We decided to use the mass-produced Raspberry Pi controller board as the brains of the system. This reduced initial design risk/cost/schedule and provided us with a reliable core system to run the application-specific audio processing algorithms. We then developed an extensive Linux code set using primarily open-source audio processing libraries and some custom, application-specific C++ code to fulfill the customer's requirements.
In order to add the audio circuitry required for this prototype, we designed a custom PCB including power systems, a microprocessor to control the system state machine (and conserve power when in the "standby" state), audio power amplifiers and various IO (switches and LEDs) for the specific application. We then integrated the two circuit boards and optimized the system for audio quality and interoperability.

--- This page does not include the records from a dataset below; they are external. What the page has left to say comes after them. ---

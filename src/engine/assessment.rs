//! Installation cost, savings, payback and stranded-asset risk

use crate::reference::{HeatingSystem, HomeArchetype, Jurisdiction, JurisdictionProfile, StrandedAssetRisk, Urgency};
use serde::{Deserialize, Serialize};
use std::fmt;

/// Base install cost when the home type is unknown
pub const DEFAULT_BASE_INSTALL_COST: f64 = 15_000.0;

/// Floor on a square-footage adjusted estimate
pub const MIN_INSTALL_COST: f64 = 8_000.0;

/// $1,000 per 500 sq ft of deviation from the archetype
pub const SQ_FT_STEP: f64 = 500.0;
pub const COST_PER_SQ_FT_STEP: f64 = 1_000.0;

/// Annual heating cost when the heating system is unknown
pub const DEFAULT_ANNUAL_HEATING_COST: f64 = 1_800.0;

pub const HEAT_PUMP_UPGRADE_SAVINGS: f64 = 200.0;
pub const MIN_ANNUAL_SAVINGS: f64 = 400.0;

pub const BASELINE_RISK_SCORE: f64 = 5.0;
pub const MIN_RISK_SCORE: f64 = 1.0;
pub const MAX_RISK_SCORE: f64 = 10.0;

/// Horizon for the incremental net benefit metric
pub const BENEFIT_HORIZON_YEARS: f64 = 15.0;

/// Horizon for utility cost projections
pub const PROJECTION_YEARS: u32 = 5;

/// Remaining useful life at or below which mandate timing risk is high
pub const TIMING_RISK_YEARS: u32 = 4;

/// Estimated installation cost.
///
/// Square footage only adjusts the estimate when the home archetype is known
/// and the figure is finite; the $8,000 floor applies only to adjusted estimates.
pub fn installation_cost(home: Option<&HomeArchetype>, square_feet: Option<f64>) -> f64 {
    match (home, square_feet) {
        (Some(home), Some(sq_ft)) if sq_ft.is_finite() => {
            let adjustment = (sq_ft - home.avg_sq_ft) / SQ_FT_STEP * COST_PER_SQ_FT_STEP;
            (home.base_install_cost + adjustment).max(MIN_INSTALL_COST)
        }
        (Some(home), _) => home.base_install_cost,
        (None, _) => DEFAULT_BASE_INSTALL_COST,
    }
}

/// Expected annual operating savings after switching to a heat pump
pub fn annual_savings(system: Option<HeatingSystem>, current_cost: f64, heat_pump_cost: f64) -> f64 {
    let base = current_cost - heat_pump_cost;

    match system {
        Some(HeatingSystem::OilBoiler) | Some(HeatingSystem::Propane) => base * 1.3,
        Some(HeatingSystem::ElectricResistance) => base * 1.5,
        Some(HeatingSystem::HeatPump) => HEAT_PUMP_UPGRADE_SAVINGS,
        _ => base.max(MIN_ANNUAL_SAVINGS),
    }
}

/// Whole years to recover the net cost.
///
/// Zero when nothing is owed; `None` when savings never recover a positive net cost.
pub fn payback_years(net_cost: f64, annual_savings: f64) -> Option<u32> {
    if net_cost <= 0.0 {
        Some(0)
    } else if annual_savings <= 0.0 {
        None
    } else {
        Some((net_cost / annual_savings).ceil() as u32)
    }
}

/// Stranded-asset risk score in [1, 10]
pub fn risk_score(risk: StrandedAssetRisk, urgency: Urgency) -> f64 {
    let score = BASELINE_RISK_SCORE + risk.score_adjustment() + urgency.score_adjustment();
    score.clamp(MIN_RISK_SCORE, MAX_RISK_SCORE)
}

/// Simplified 15-year value capture, floored at zero
pub fn incremental_net_benefit(annual_savings: f64, net_cost: f64) -> f64 {
    (annual_savings * BENEFIT_HORIZON_YEARS - net_cost).max(0.0)
}

/// Incentives as a whole percentage of the estimated cost (not clamped)
pub fn coverage_percent(total_incentives: f64, estimated_cost: f64) -> f64 {
    if estimated_cost <= 0.0 {
        return 0.0;
    }
    (total_incentives / estimated_cost * 100.0).round()
}

/// Risk that the mandate arrives before the system is due for replacement anyway
#[derive(Debug, Clone, Copy, PartialEq, Eq, Hash, Serialize, Deserialize)]
pub enum TimingRisk {
    #[serde(rename = "HIGH")]
    High,
    #[serde(rename = "MODERATE")]
    Moderate,
}

impl TimingRisk {
    /// HIGH when the remaining useful life is at most four years.
    /// An unknown age bracket is MODERATE.
    pub fn from_years_remaining(years_remaining: Option<u32>) -> Self {
        match years_remaining {
            Some(years) if years <= TIMING_RISK_YEARS => TimingRisk::High,
            _ => TimingRisk::Moderate,
        }
    }

    pub fn as_str(&self) -> &'static str {
        match self {
            TimingRisk::High => "HIGH",
            TimingRisk::Moderate => "MODERATE",
        }
    }
}

impl fmt::Display for TimingRisk {
    fn fmt(&self, f: &mut fmt::Formatter<'_>) -> fmt::Result {
        f.write_str(self.as_str())
    }
}

/// Recommendation category, selected from a first-match decision table
#[derive(Debug, Clone, Copy, PartialEq, Eq, Hash, Serialize, Deserialize)]
#[serde(rename_all = "kebab-case")]
pub enum Recommendation {
    HeatPumpUpgrade,
    EndOfLife,
    StrandedAsset,
    MarylandIncentives,
    OptimalTiming,
}

impl Recommendation {
    /// Evaluated top-down; reordering the arms changes results
    pub fn select(
        system: Option<HeatingSystem>,
        risk: StrandedAssetRisk,
        urgency: Urgency,
        jurisdiction: Jurisdiction,
    ) -> Self {
        if system == Some(HeatingSystem::HeatPump) {
            Recommendation::HeatPumpUpgrade
        } else if urgency.is_end_of_life() {
            Recommendation::EndOfLife
        } else if risk.is_elevated() {
            Recommendation::StrandedAsset
        } else if jurisdiction == Jurisdiction::Maryland {
            Recommendation::MarylandIncentives
        } else {
            Recommendation::OptimalTiming
        }
    }

    pub fn id(&self) -> &'static str {
        match self {
            Recommendation::HeatPumpUpgrade => "heat-pump-upgrade",
            Recommendation::EndOfLife => "end-of-life",
            Recommendation::StrandedAsset => "stranded-asset",
            Recommendation::MarylandIncentives => "maryland-incentives",
            Recommendation::OptimalTiming => "optimal-timing",
        }
    }

    /// Message shown to the household, referencing the jurisdiction's mandate
    pub fn message(&self, profile: &JurisdictionProfile) -> String {
        let mandate = &profile.mandate;
        match self {
            Recommendation::HeatPumpUpgrade => "Your current heat pump may qualify for upgrade incentives. \
                Consider cold-climate models for improved performance."
                .to_string(),
            Recommendation::EndOfLife => format!(
                "URGENT: Your system is near end-of-life. Act now to maximize incentives before the \
                 {} {} mandate increases demand and costs.",
                profile.name, mandate.target_year
            ),
            Recommendation::StrandedAsset => format!(
                "Your fossil fuel system faces stranded asset risk under the {} {} mandate. \
                 Early conversion maximizes incentive capture and avoids emergency replacement costs.",
                mandate.target_year, mandate.short_name
            ),
            Recommendation::MarylandIncentives => format!(
                "{} offers the highest incentives in the DMV. With the {} {} mandate approaching, \
                 early adopters benefit from maximum rebates and contractor availability.",
                profile.name, mandate.target_year, mandate.short_name
            ),
            Recommendation::OptimalTiming => "Now is an optimal time to convert. Current incentives cover \
                a significant portion of installation costs, and acting early ensures contractor availability."
                .to_string(),
        }
    }
}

With a working electrical and software prototype, we then collaborated with one of our mechanical design partners to develop a custom case for this device, one that would provide all of the necessary IO and the look and feel that the customer desired.
We always strive to meet our customers vision as closely as possible. With this in mind, we were able to query the customer's input at various phases of the design. Our mechanical designers provided the customer with various concepts for the handle and IO interface design and iteratively arrived at the concept shown above.
With the design complete, we then ordered and assembled the custom PCA and printed out the enclosure with our 3D printer. Finally, we assembled the custom cables and pieced the system together.
After some preliminary testing of each individual system component, we fit the pieces together and began debugging the full system. We optimized audio quality, power supply noise, interoperability between the Raspberry Pi and our custom PCB, software algorithms for the IO and user-interface and look and feel of the complete device.
We then delivered the finished prototype along with a custom Windows application to aid the customer in optimizing the sound streams for their specific application.